Zur Umsetzung der UN-Behindertenrechtskonvention in Sachsen wurde deshalb auch in dieser Wahlperiode des Sächsischen Landtages von der Fraktion DIE LINKE in Drucksache 6/13144 erneut ein Gesetzentwurf für ein „Gesetz zur Gleichstellung, Inklusion und selbstbestimmten Teilhabe von Menschen mit Behinderungen im Freistaat Sachsen (Sächsisches Inklusionsgesetz ‑SächsInklusG)“ vorgelegt. Dieser wurde in der Sitzung des Landtages am 2. Juli 2019 durch die Koalitionsfraktionen CDU und SPD abgelehnt. Da in selbiger Sitzung des Landtages auch ein Gesetzentwurf der Fraktionen der CDU und der SPD zur Novellierung des einschlägigen sächsischen Gesetzes zur Teilhabe von Menschen mit Behinderungen verabschiedet wurde, wird in der kommenden Wahlperiode zu prüfen sein, ob dieser die gewünschten Wirkungen zur Gleichstellung erzielt.
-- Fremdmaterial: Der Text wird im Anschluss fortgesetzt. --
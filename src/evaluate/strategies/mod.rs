mod full;
mod mobility;
mod positional;

pub use full::FullEvaluation;
pub use mobility::MobilityEvaluation;
pub use positional::PositionalEvaluation;
use bank::Result;

use std::env;

use thiserror::Error;

#[derive(Error, Debug)]
pub enum ArgsError {
    #[error("Missing argument: {0}")]
    Missing(&'static str),

    #[error("Unknown command: {0}. Expected deposit, withdraw, balance, report, or history")]
    UnknownCommand(String),
}

#[derive(Debug, PartialEq, Eq)]
pub enum Command {
    Deposit { amount: String },
    Withdraw { amount: String, pin: String },
    Balance,
    Report,
    History,
}

/// Parses the command line: an action word followed by its positional
/// arguments. Amounts stay as the raw strings the user typed; validating
/// them is the ledger's job.
pub fn parse_command() -> Result<Command> {
    let mut args = env::args().skip(1);

    let action = args.next().ok_or(ArgsError::Missing("command"))?;

    let command = match action.as_str() {
        "deposit" => Command::Deposit {
            amount: args.next().ok_or(ArgsError::Missing("deposit amount"))?,
        },
        "withdraw" => Command::Withdraw {
            amount: args.next().ok_or(ArgsError::Missing("withdrawal amount"))?,
            pin: args.next().ok_or(ArgsError::Missing("PIN"))?,
        },
        "balance" => Command::Balance,
        "report" => Command::Report,
        "history" => Command::History,
        other => Err(ArgsError::UnknownCommand(other.to_string()))?,
    };

    return Ok(command);
}
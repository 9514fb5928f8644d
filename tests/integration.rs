use bank::notify::Notifier;
use bank::store::FileStore;
use bank::{build_account_ledger, AccountLedger, LedgerError, Money, PIN_ATTEMPT_LIMIT};

use std::{fs, path::Path};

use tempfile::TempDir;

const STATE_FILE: &str = "rancle_bank.json";
const GOOD_PIN: &str = "1221";

/// Drops every message; these tests assert on returned values instead.
struct Silent;

impl Notifier for Silent {
    fn notify(&self, _message: &str) {}
}

fn open_ledger(dir: &Path) -> AccountLedger {
    let store = FileStore::new(dir.join(STATE_FILE));

    build_account_ledger(Box::new(store), Box::new(Silent))
}

fn money(string: &str) -> Money {
    Money::parse(string).unwrap()
}

#[test]
fn example_session() {
    let dir = TempDir::new().unwrap();
    let mut ledger = open_ledger(dir.path());

    assert_eq!(ledger.balance(), Money(0));

    assert_eq!(ledger.deposit("100").unwrap(), money("100"));
    assert_eq!(ledger.balance().to_string(), "100.00");
    assert_eq!(ledger.deposits(), &[money("100")]);

    assert_eq!(ledger.withdraw("40", GOOD_PIN).unwrap(), money("40"));
    assert_eq!(ledger.balance().to_string(), "60.00");
    assert_eq!(ledger.withdrawals(), &[money("40")]);

    let res = ledger.withdraw("1000", GOOD_PIN);
    assert_eq!(res.unwrap_err(), LedgerError::InsufficientFunds);
    assert_eq!(ledger.balance().to_string(), "60.00");

    let res = ledger.withdraw("10", "0000");
    assert_eq!(
        res.unwrap_err(),
        LedgerError::InvalidPin {
            attempts_remaining: 4
        }
    );
    assert_eq!(ledger.balance().to_string(), "60.00");
}

#[test]
fn state_survives_across_sessions() {
    let dir = TempDir::new().unwrap();

    let mut ledger = open_ledger(dir.path());
    ledger.deposit("250.50").unwrap();
    ledger.withdraw("0.50", GOOD_PIN).unwrap();
    drop(ledger);

    let reopened = open_ledger(dir.path());

    // The persisted seed value was zero, so loading adopts the stored
    // balance as the new seed
    assert_eq!(reopened.balance(), money("250"));
    assert_eq!(reopened.initial_balance(), money("250"));
    assert_eq!(reopened.deposits(), &[money("250.50")]);
    assert_eq!(reopened.withdrawals(), &[money("0.50")]);

    // From here on the snapshot reproduces itself exactly
    reopened.save_state();
    let third = open_ledger(dir.path());

    assert_eq!(third.balance(), reopened.balance());
    assert_eq!(third.initial_balance(), reopened.initial_balance());
    assert_eq!(third.deposits(), reopened.deposits());
    assert_eq!(third.withdrawals(), reopened.withdrawals());
}

#[test]
fn lockout_does_not_survive_a_restart() {
    let dir = TempDir::new().unwrap();

    let mut ledger = open_ledger(dir.path());
    ledger.deposit("100").unwrap();

    for _ in 0..PIN_ATTEMPT_LIMIT {
        let _ = ledger.withdraw("10", "9999");
    }
    assert_eq!(
        ledger.withdraw("10", GOOD_PIN).unwrap_err(),
        LedgerError::PinLocked
    );
    drop(ledger);

    // Attempt state is transient; a fresh session starts unlocked
    let mut reopened = open_ledger(dir.path());
    assert_eq!(reopened.pin_attempts_remaining(), PIN_ATTEMPT_LIMIT);
    assert_eq!(reopened.withdraw("10", GOOD_PIN).unwrap(), money("10"));
}

#[test]
fn malformed_snapshot_starts_fresh() {
    let dir = TempDir::new().unwrap();
    fs::write(dir.path().join(STATE_FILE), "{").unwrap();

    let mut ledger = open_ledger(dir.path());

    assert_eq!(ledger.balance(), Money(0));
    assert!(ledger.deposits().is_empty());

    // The next successful mutation replaces the broken blob
    ledger.deposit("10").unwrap();
    let raw = fs::read_to_string(dir.path().join(STATE_FILE)).unwrap();
    let value: serde_json::Value = serde_json::from_str(&raw).unwrap();

    assert_eq!(value["currentBalance"].as_f64(), Some(10.0));
}

#[test]
fn snapshot_wire_format() {
    let dir = TempDir::new().unwrap();

    let mut ledger = open_ledger(dir.path());
    ledger.deposit("12.34").unwrap();
    ledger.withdraw("2.34", GOOD_PIN).unwrap();

    let raw = fs::read_to_string(dir.path().join(STATE_FILE)).unwrap();
    let value: serde_json::Value = serde_json::from_str(&raw).unwrap();

    assert_eq!(value["currentBalance"].as_f64(), Some(10.0));
    assert_eq!(value["initialBalance"].as_f64(), Some(0.0));
    assert_eq!(value["deposits"][0].as_f64(), Some(12.34));
    assert_eq!(value["withdrawals"][0].as_f64(), Some(2.34));
}
use crate::Result;

use std::{fs, io, path::PathBuf};

use anyhow::Context;

/// Where ledger snapshots are persisted between sessions.
///
/// Reads and writes are synchronous, blocking calls with no cancellation
/// semantics; they either complete or fail immediately.
pub trait StateStore {
    /// Returns the persisted blob, or None when nothing has been stored yet.
    fn read(&self) -> Result<Option<String>>;

    fn write(&self, blob: &str) -> Result;
}

/// Keeps the whole snapshot as a single JSON blob in one file, the
/// file-system equivalent of a fixed-key record store.
pub struct FileStore {
    path: PathBuf,
}

impl FileStore {
    pub fn new(path: PathBuf) -> Self {
        return Self { path };
    }
}

impl StateStore for FileStore {
    fn read(&self) -> Result<Option<String>> {
        return match fs::read_to_string(&self.path) {
            Ok(blob) => Ok(Some(blob)),
            Err(e) if e.kind() == io::ErrorKind::NotFound => Ok(None),
            Err(e) => {
                Err(e).with_context(|| format!("Couldn't read state file: {:?}", self.path))
            }
        };
    }

    fn write(&self, blob: &str) -> Result {
        if let Some(parent) = self.path.parent() {
            if !parent.as_os_str().is_empty() {
                fs::create_dir_all(parent)
                    .with_context(|| format!("Couldn't create state directory: {parent:?}"))?;
            }
        }

        fs::write(&self.path, blob)
            .with_context(|| format!("Couldn't write state file: {:?}", self.path))?;

        return Ok(());
    }
}
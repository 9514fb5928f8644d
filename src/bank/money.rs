use std::fmt;

use serde::{Deserialize, Deserializer, Serialize, Serializer};

use thiserror::Error;

/// Fixed-point scale: four decimal places per whole unit
const UNITS_PER_WHOLE: i64 = 10_000;

#[derive(Error, Debug, PartialEq, Eq)]
pub enum MoneyError {
    #[error("Overflow error while applying {0} operation on {1:?} and {2:?}")]
    Overflow(&'static str, Money, Money),

    #[error("Underflow error while applying {0} operation on {1:?} and {2:?}")]
    Underflow(&'static str, Money, Money),

    #[error("Money parse error: {0}: {1:?}")]
    Parse(&'static str, String),
}

#[derive(Debug, Default, Clone, Copy, PartialEq, Eq, PartialOrd, Ord, Hash)]
pub struct Money(pub i64);

impl Money {
    pub const MAX: Self = Self(i64::MAX);
    pub const MIN: Self = Self(i64::MIN);

    /// Parses a user-supplied decimal string.
    ///
    /// The fractional part is padded or truncated to four digits, so
    /// `"12.5"` and `"12.50000"` both parse to the same value.
    pub fn parse(string: &str) -> Result<Self, MoneyError> {
        let parse_err = |reason| MoneyError::Parse(reason, string.to_string());

        let trimmed = string.trim();
        let (negative, unsigned) = match trimmed.strip_prefix('-') {
            Some(rest) => (true, rest),
            None => (false, trimmed),
        };

        let mut parts = unsigned.split('.');

        let whole = parts.next().unwrap_or("");
        let frac = parts.next().unwrap_or("0");

        if parts.next().is_some() {
            return Err(parse_err("Too many decimal points"));
        }

        if whole.is_empty() && frac.is_empty() {
            return Err(parse_err("Empty amount"));
        }

        let all_digits = |part: &str| part.chars().all(|c| c.is_ascii_digit());
        if !all_digits(whole) || !all_digits(frac) {
            return Err(parse_err("Expected only digits around the decimal point"));
        }

        let whole: i64 = if whole.is_empty() {
            0
        } else {
            whole.parse().map_err(|_| parse_err("Amount out of range"))?
        };

        let frac: i64 = format!("{frac:0<4}")[..4]
            .parse()
            .map_err(|_| parse_err("Amount out of range"))?;

        let units = whole
            .checked_mul(UNITS_PER_WHOLE)
            .and_then(|units| units.checked_add(frac))
            .ok_or_else(|| parse_err("Amount out of range"))?;

        return Ok(Self(if negative { -units } else { units }));
    }

    /// Converts a decimal number (e.g. out of a JSON snapshot), rounding to
    /// the fourth decimal place. Non-finite values are rejected.
    pub fn from_f64(value: f64) -> Result<Self, MoneyError> {
        if !value.is_finite() {
            return Err(MoneyError::Parse("Not a finite number", value.to_string()));
        }

        let units = (value * UNITS_PER_WHOLE as f64).round();

        if units >= Self::MAX.0 as f64 || units <= Self::MIN.0 as f64 {
            return Err(MoneyError::Parse("Amount out of range", value.to_string()));
        }

        return Ok(Self(units as i64));
    }

    pub fn to_f64(&self) -> f64 {
        return self.0 as f64 / UNITS_PER_WHOLE as f64;
    }

    pub fn checked_add(&self, other: &Self) -> Result<Self, MoneyError> {
        return self
            .0
            .checked_add(other.0)
            .map(Self)
            .ok_or(MoneyError::Overflow("add", *self, *other));
    }

    pub fn checked_sub(&self, other: &Self) -> Result<Self, MoneyError> {
        return self
            .0
            .checked_sub(other.0)
            .map(Self)
            .ok_or(MoneyError::Underflow("sub", *self, *other));
    }

    pub fn is_positive(&self) -> bool {
        return self.0 > 0;
    }

    pub fn is_zero(&self) -> bool {
        return self.0 == 0;
    }
}

impl fmt::Display for Money {
    /// Formats with at least two decimal places: `100.00`, `0.50`, `1.2345`
    fn fmt(&self, f: &mut fmt::Formatter) -> fmt::Result {
        let sign = if self.0 < 0 { "-" } else { "" };
        let units = self.0.unsigned_abs();

        let whole = units / UNITS_PER_WHOLE as u64;
        let mut frac = format!("{:04}", units % UNITS_PER_WHOLE as u64);

        while frac.len() > 2 && frac.ends_with('0') {
            frac.pop();
        }

        return write!(f, "{sign}{whole}.{frac}");
    }
}

impl Serialize for Money {
    fn serialize<S: Serializer>(&self, serializer: S) -> Result<S::Ok, S::Error> {
        return serializer.serialize_f64(self.to_f64());
    }
}

impl<'de> Deserialize<'de> for Money {
    fn deserialize<D: Deserializer<'de>>(deserializer: D) -> Result<Self, D::Error> {
        let value = f64::deserialize(deserializer)?;
        return Self::from_f64(value).map_err(serde::de::Error::custom);
    }
}
/// Convenience alias so plumbing code can stay on one error type while
/// ledger operations override `E` with their typed rejections
pub type Result<T = (), E = anyhow::Error> = std::result::Result<T, E>;
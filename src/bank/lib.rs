pub mod ledger;
mod money;
pub mod notify;
pub mod report;
mod result;
pub mod snapshot;
pub mod store;

pub use ledger::{AccountLedger, LedgerError, PIN_ATTEMPT_LIMIT};
pub use money::{Money, MoneyError};
pub use result::Result;

use notify::Notifier;
use store::StateStore;

/// Builds the session's ledger and loads whatever state was persisted.
pub fn build_account_ledger(
    store: Box<dyn StateStore>,
    notifier: Box<dyn Notifier>,
) -> AccountLedger {
    let mut ledger = AccountLedger::new(store, notifier);
    ledger.load_state();

    return ledger;
}
//! Stage 2: materialize everything Stage 3 (Fuse) needs — the merged
//! rewrite-query list, its embeddings, BM25 hits, and the original-query
//! dense results.

use crate::clients::traits::{Bm25Searcher, ChunkRepository, VectorEncoder};
use crate::context::StageContext;
use crate::domain::{Bm25Result, SearchResult};
use crate::error::Result;
use tracing::warn;

const STAGE: &str = "embed_and_search";

/// Runs Stage 2. `bm25` is `None` when no BM25 client is configured, which
/// behaves exactly like a client that always returns nothing.
pub async fn run(
    ctx: &mut StageContext,
    encoder: &dyn VectorEncoder,
    bm25: Option<&dyn Bm25Searcher>,
    repo: &dyn ChunkRepository,
) -> Result<()> {
    ctx.additional_queries = merge_additional_queries(&ctx.expanded_queries, &ctx.tag_queries);

    let additional_queries = ctx.additional_queries.clone();
    let query = ctx.query.clone();
    let candidate_article_ids = ctx.candidate_article_ids.clone();
    let search_limit = ctx.config.search_limit;
    let bm25_limit = ctx.config.bm25_limit;
    let hybrid_enabled = ctx.config.hybrid_enabled;
    let original_embedding = ctx.original_embedding.clone();

    let (embeddings, bm25_results, dense_results) = tokio::join!(
        embed_additional(encoder, &additional_queries),
        search_bm25(bm25, hybrid_enabled, &query, bm25_limit),
        search_original(
            repo,
            &original_embedding,
            candidate_article_ids.as_deref(),
            search_limit,
        ),
    );

    ctx.additional_embeddings = embeddings;
    ctx.bm25_results = bm25_results;
    ctx.original_dense_results = dense_results?;
    Ok(())
}

/// `ExpandedQueries` followed by every `TagQuery` not already present,
/// preserving order and deduping linearly (the lists are small enough that
/// an O(n*m) scan is simpler than a hash-set and keeps source order exact).
fn merge_additional_queries(expanded: &[String], tags: &[String]) -> Vec<String> {
    let mut merged = expanded.to_vec();
    for tag in tags {
        if !merged.contains(tag) {
            merged.push(tag.clone());
        }
    }
    merged
}

async fn embed_additional(encoder: &dyn VectorEncoder, queries: &[String]) -> Vec<Vec<f32>> {
    if queries.is_empty() {
        return Vec::new();
    }
    match encoder.encode(queries).await {
        Ok(vectors) => vectors,
        Err(err) => {
            warn!(stage = STAGE, error = %err, "additional-query embedding failed");
            Vec::new()
        }
    }
}

async fn search_bm25(
    bm25: Option<&dyn Bm25Searcher>,
    hybrid_enabled: bool,
    query: &str,
    limit: usize,
) -> Vec<Bm25Result> {
    if !hybrid_enabled {
        return Vec::new();
    }
    let Some(bm25) = bm25 else {
        return Vec::new();
    };
    match bm25.search_bm25(query, limit).await {
        Ok(results) => results,
        Err(err) => {
            warn!(stage = STAGE, error = %err, "BM25 search failed");
            Vec::new()
        }
    }
}

async fn search_original(
    repo: &dyn ChunkRepository,
    embedding: &[f32],
    candidate_article_ids: Option<&[String]>,
    limit: usize,
) -> Result<Vec<SearchResult>> {
    match candidate_article_ids {
        Some(ids) => repo.search_within_articles(embedding, ids, limit).await,
        None => repo.search(embedding, limit).await,
    }
    .map_err(|err| crate::error::PipelineError::stage(STAGE, err.to_string()))
}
Darüber hinaus unterstützen wir selbstverständlich sämtliche Gesetzesänderungen, die dazu beitragen, Zwang in Behandlungen einzudämmen und abzuschaffen. Auf der Ebene des Bundestages erfolgt dies über die Zusammenarbeit mit der Fraktion DIE LINKE im Bundestag. Hier in Sachsen werden wir uns – wie auch schon in den vergangenen Jahren – im Rahmen der Haushaltdebatten und durch Anträge dafür stark machen, dass eine Sicherung und ein Ausbau aller Strukturen erfolgen, die stationäre Behandlungen verhindern und/oder personenzentrierte Betreuung verbessern können, wie durch gemeindepsychiatrische Dienste. Außerdem werden wir – wie oben gesagt – darauf hinwirken, dass die Datengrundlage bezüglich von Zwangsmaßnahmen in der Psychiatrie und ihrer tatsächlichen Wirksamkeit verbessert wird.